→ Supplied records
□ □ □ □ □

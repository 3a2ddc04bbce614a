use jsonref::JsonPointer;
use serde_json::Value;

use crate::{
    report::{ProcessingMessage, ProcessingReport},
    tree::SchemaTree,
    types::{NodeType, TypeSet},
    Error,
};

use super::{draft4, Dialect, KeywordChecker, PointerCollector};

pub(super) const LOCATOR: &str = "http://json-schema.org/draft-04/hyper-schema#";

/// Link-description object members holding subschemas.
const LDO_SCHEMAS: [&str; 2] = ["schema", "targetSchema"];

/// The draft 4 hyper-schema dialect: the draft 4 core keywords plus the
/// hyperlink extension (`links`, `media`, `readOnly`).
#[must_use]
pub fn draft4_hyper_schema() -> Dialect {
    build().expect("hyper-schema keyword table is statically well-formed")
}

fn build() -> Result<Dialect, Error> {
    draft4::core(LOCATOR)?
        .keyword(
            "readOnly",
            KeywordChecker::new(TypeSet::of(NodeType::Boolean)),
        )?
        .keyword(
            "media",
            KeywordChecker::with_refinement(TypeSet::of(NodeType::Object), refine_media),
        )?
        .keyword_with_collector(
            "links",
            KeywordChecker::with_refinement(TypeSet::of(NodeType::Array), refine_links),
            links_collector(),
        )?
        .build()
}

fn links_collector() -> PointerCollector {
    std::sync::Arc::new(|keyword: &str, tree: &SchemaTree| {
        let Some(Value::Array(links)) = tree.current().get(keyword) else {
            return Vec::new();
        };
        let mut pointers = Vec::new();
        for (index, link) in links.iter().enumerate() {
            for member in LDO_SCHEMAS {
                if link.get(member).is_some_and(Value::is_object) {
                    pointers.push(
                        JsonPointer::root()
                            .append(keyword)
                            .append_index(index)
                            .append(member),
                    );
                }
            }
        }
        pointers
    })
}

/// Checks each link-description object: `href` and `rel` are required
/// strings, `href` must be a URI template, and the MIME-typed members
/// must hold media types.
fn refine_links(
    keyword: &str,
    tree: &SchemaTree,
    report: &mut ProcessingReport,
    pointers: &mut Vec<JsonPointer>,
) -> Result<(), Error> {
    let Some(Value::Array(links)) = tree.current().get(keyword) else {
        return Ok(());
    };
    for (index, link) in links.iter().enumerate() {
        let Value::Object(ldo) = link else {
            report.error(
                ProcessingMessage::new("array element has incorrect type")
                    .with("keyword", keyword)
                    .with("index", index)
                    .with("found", NodeType::of(link).as_str())
                    .with("expected", vec!["object"]),
            )?;
            continue;
        };
        for required in ["href", "rel"] {
            match ldo.get(required) {
                None => report.error(
                    ProcessingMessage::new("link description object misses a required member")
                        .with("keyword", keyword)
                        .with("index", index)
                        .with("required", required),
                )?,
                Some(Value::String(value)) => {
                    if required == "href" && !is_uri_template(value) {
                        report.error(
                            ProcessingMessage::new("href is not a valid URI template")
                                .with("keyword", keyword)
                                .with("index", index)
                                .with("found", value.as_str()),
                        )?;
                    }
                }
                Some(other) => report.error(
                    ProcessingMessage::new("link description member has incorrect type")
                        .with("keyword", keyword)
                        .with("index", index)
                        .with("member", required)
                        .with("found", NodeType::of(other).as_str())
                        .with("expected", vec!["string"]),
                )?,
            }
        }
        for mime in ["mediaType", "encType"] {
            check_media_type(keyword, ldo.get(mime), mime, report)?;
        }
        for member in LDO_SCHEMAS {
            if ldo.get(member).is_some_and(Value::is_object) {
                pointers.push(
                    JsonPointer::root()
                        .append(keyword)
                        .append_index(index)
                        .append(member),
                );
            }
        }
    }
    Ok(())
}

fn refine_media(
    keyword: &str,
    tree: &SchemaTree,
    report: &mut ProcessingReport,
    _pointers: &mut Vec<JsonPointer>,
) -> Result<(), Error> {
    let Some(Value::Object(media)) = tree.current().get(keyword) else {
        return Ok(());
    };
    check_media_type(keyword, media.get("type"), "type", report)?;
    if let Some(encoding) = media.get("binaryEncoding") {
        if !encoding.is_string() {
            report.error(
                ProcessingMessage::new("media member has incorrect type")
                    .with("keyword", keyword)
                    .with("member", "binaryEncoding")
                    .with("found", NodeType::of(encoding).as_str())
                    .with("expected", vec!["string"]),
            )?;
        }
    }
    Ok(())
}

fn check_media_type(
    keyword: &str,
    value: Option<&Value>,
    member: &str,
    report: &mut ProcessingReport,
) -> Result<(), Error> {
    match value {
        None => Ok(()),
        Some(Value::String(media_type)) => {
            if !is_media_type(media_type) {
                report.error(
                    ProcessingMessage::new("value is not a valid media type")
                        .with("keyword", keyword)
                        .with("member", member)
                        .with("found", media_type.as_str()),
                )?;
            }
            Ok(())
        }
        Some(other) => report.error(
            ProcessingMessage::new("media type member has incorrect type")
                .with("keyword", keyword)
                .with("member", member)
                .with("found", NodeType::of(other).as_str())
                .with("expected", vec!["string"]),
        ),
    }
}

/// RFC 6570 shape check: balanced, non-nested braces with non-empty
/// template expressions.
fn is_uri_template(candidate: &str) -> bool {
    let mut expression = false;
    let mut length = 0usize;
    for ch in candidate.chars() {
        match ch {
            '{' => {
                if expression {
                    return false;
                }
                expression = true;
                length = 0;
            }
            '}' => {
                if !expression || length == 0 {
                    return false;
                }
                expression = false;
            }
            _ => length += 1,
        }
    }
    !expression
}

/// `type/subtype` with both parts non-empty HTTP token text.
fn is_media_type(candidate: &str) -> bool {
    let Some((main, sub)) = candidate.split_once('/') else {
        return false;
    };
    let token = |part: &str| {
        !part.is_empty()
            && part.chars().all(|ch| {
                ch.is_ascii_alphanumeric()
                    || matches!(
                        ch,
                        '!' | '#' | '$' | '&' | '\'' | '*' | '+' | '-' | '.' | '^' | '_' | '`'
                            | '|' | '~'
                    )
            })
    };
    token(main) && token(sub)
}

□ □ □ □ □

→ Exercise requirements
All records shown above are to be output exactly.

→ Written solution
repository 3a2ddc04bbce614a
use jsonref::JsonPointer;
use serde_json::Value;

use crate::{
    report::{ProcessingMessage, ProcessingReport},
    tree::SchemaTree,
    types::{NodeType, TypeSet},
    Error,
};

use super::{draft4, Dialect, KeywordChecker, PointerCollector};

pub(super) const LOCATOR: &str = "http://json-schema.org/draft-04/hyper-schema#";

/// Link-description object members holding subschemas.
const LDO_SCHEMAS: [&str; 2] = ["schema", "targetSchema"];

/// The draft 4 hyper-schema dialect: the draft 4 core keywords plus the
/// hyperlink extension (`links`, `media`, `readOnly`).
#[must_use]
pub fn draft4_hyper_schema() -> Dialect {
    build().expect("hyper-schema keyword table is statically well-formed")
}

fn build() -> Result<Dialect, Error> {
    draft4::core(LOCATOR)?
        .keyword(
            "readOnly",
            KeywordChecker::new(TypeSet::of(NodeType::Boolean)),
        )?
        .keyword(
            "media",
            KeywordChecker::with_refinement(TypeSet::of(NodeType::Object), refine_media),
        )?
        .keyword_with_collector(
            "links",
            KeywordChecker::with_refinement(TypeSet::of(NodeType::Array), refine_links),
            links_collector(),
        )?
        .build()
}

fn links_collector() -> PointerCollector {
    std::sync::Arc::new(|keyword: &str, tree: &SchemaTree| {
        let Some(Value::Array(links)) = tree.current().get(keyword) else {
            return Vec::new();
        };
        let mut pointers = Vec::new();
        for (index, link) in links.iter().enumerate() {
            for member in LDO_SCHEMAS {
                if link.get(member).is_some_and(Value::is_object) {
                    pointers.push(
                        JsonPointer::root()
                            .append(keyword)
                            .append_index(index)
                            .append(member),
                    );
                }
            }
        }
        pointers
    })
}

/// Checks each link-description object: `href` and `rel` are required
/// strings, `href` must be a URI template, and the MIME-typed members
/// must hold media types.
fn refine_links(
    keyword: &str,
    tree: &SchemaTree,
    report: &mut ProcessingReport,
    pointers: &mut Vec<JsonPointer>,
) -> Result<(), Error> {
    let Some(Value::Array(links)) = tree.current().get(keyword) else {
        return Ok(());
    };
    for (index, link) in links.iter().enumerate() {
        let Value::Object(ldo) = link else {
            report.error(
                ProcessingMessage::new("array element has incorrect type")
                    .with("keyword", keyword)
                    .with("index", index)
                    .with("found", NodeType::of(link).as_str())
                    .with("expected", vec!["object"]),
            )?;
            continue;
        };
        for required in ["href", "rel"] {
            match ldo.get(required) {
                None => report.error(
                    ProcessingMessage::new("link description object misses a required member")
                        .with("keyword", keyword)
                        .with("index", index)
                        .with("required", required),
                )?,
                Some(Value::String(value)) => {
                    if required == "href" && !is_uri_template(value) {
                        report.error(
                            ProcessingMessage::new("href is not a valid URI template")
                                .with("keyword", keyword)
                                .with("index", index)
                                .with("found", value.as_str()),
                        )?;
                    }
                }
                Some(other) => report.error(
                    ProcessingMessage::new("link description member has incorrect type")
                        .with("keyword", keyword)
                        .with("index", index)
                        .with("member", required)
                        .with("found", NodeType::of(other).as_str())
                        .with("expected", vec!["string"]),
                )?,
            }
        }
        for mime in ["mediaType", "encType"] {
            check_media_type(keyword, ldo.get(mime), mime, report)?;
        }
        for member in LDO_SCHEMAS {
            if ldo.get(member).is_some_and(Value::is_object) {
                pointers.push(
                    JsonPointer::root()
                        .append(keyword)
                        .append_index(index)
                        .append(member),
                );
            }
        }
    }
    Ok(())
}

fn refine_media(
    keyword: &str,
    tree: &SchemaTree,
    report: &mut ProcessingReport,
    _pointers: &mut Vec<JsonPointer>,
) -> Result<(), Error> {
    let Some(Value::Object(media)) = tree.current().get(keyword) else {
        return Ok(());
    };
    check_media_type(keyword, media.get("type"), "type", report)?;
    if let Some(encoding) = media.get("binaryEncoding") {
        if !encoding.is_string() {
            report.error(
                ProcessingMessage::new("media member has incorrect type")
                    .with("keyword", keyword)
                    .with("member", "binaryEncoding")
                    .with("found", NodeType::of(encoding).as_str())
                    .with("expected", vec!["string"]),
            )?;
        }
    }
    Ok(())
}

fn check_media_type(
    keyword: &str,
    value: Option<&Value>,
    member: &str,
    report: &mut ProcessingReport,
) -> Result<(), Error> {
    match value {
        None => Ok(()),
        Some(Value::String(media_type)) => {
            if !is_media_type(media_type) {
                report.error(
                    ProcessingMessage::new("value is not a valid media type")
                        .with("keyword", keyword)
                        .with("member", member)
                        .with("found", media_type.as_str()),
                )?;
            }
            Ok(())
        }
        Some(other) => report.error(
            ProcessingMessage::new("media type member has incorrect type")
                .with("keyword", keyword)
                .with("member", member)
                .with("found", NodeType::of(other).as_str())
                .with("expected", vec!["string"]),
        ),
    }
}

/// RFC 6570 shape check: balanced, non-nested braces with non-empty
/// template expressions.
fn is_uri_template(candidate: &str) -> bool {
    let mut expression = false;
    let mut length = 0usize;
    for ch in candidate.chars() {
        match ch {
            '{' => {
                if expression {
                    return false;
                }
                expression = true;
                length = 0;
            }
            '}' => {
                if !expression || length == 0 {
                    return false;
                }
                expression = false;
            }
            _ => length += 1,
        }
    }
    !expression
}

/// `type/subtype` with both parts non-empty HTTP token text.
fn is_media_type(candidate: &str) -> bool {
    let Some((main, sub)) = candidate.split_once('/') else {
        return false;
    };
    let token = |part: &str| {
        !part.is_empty()
            && part.chars().all(|ch| {
                ch.is_ascii_alphanumeric()
                    || matches!(
                        ch,
                        '!' | '#' | '$' | '&' | '\'' | '*' | '+' | '-' | '.' | '^' | '_' | '`'
                            | '|' | '~'
                    )
            })
    };
    token(main) && token(sub)
}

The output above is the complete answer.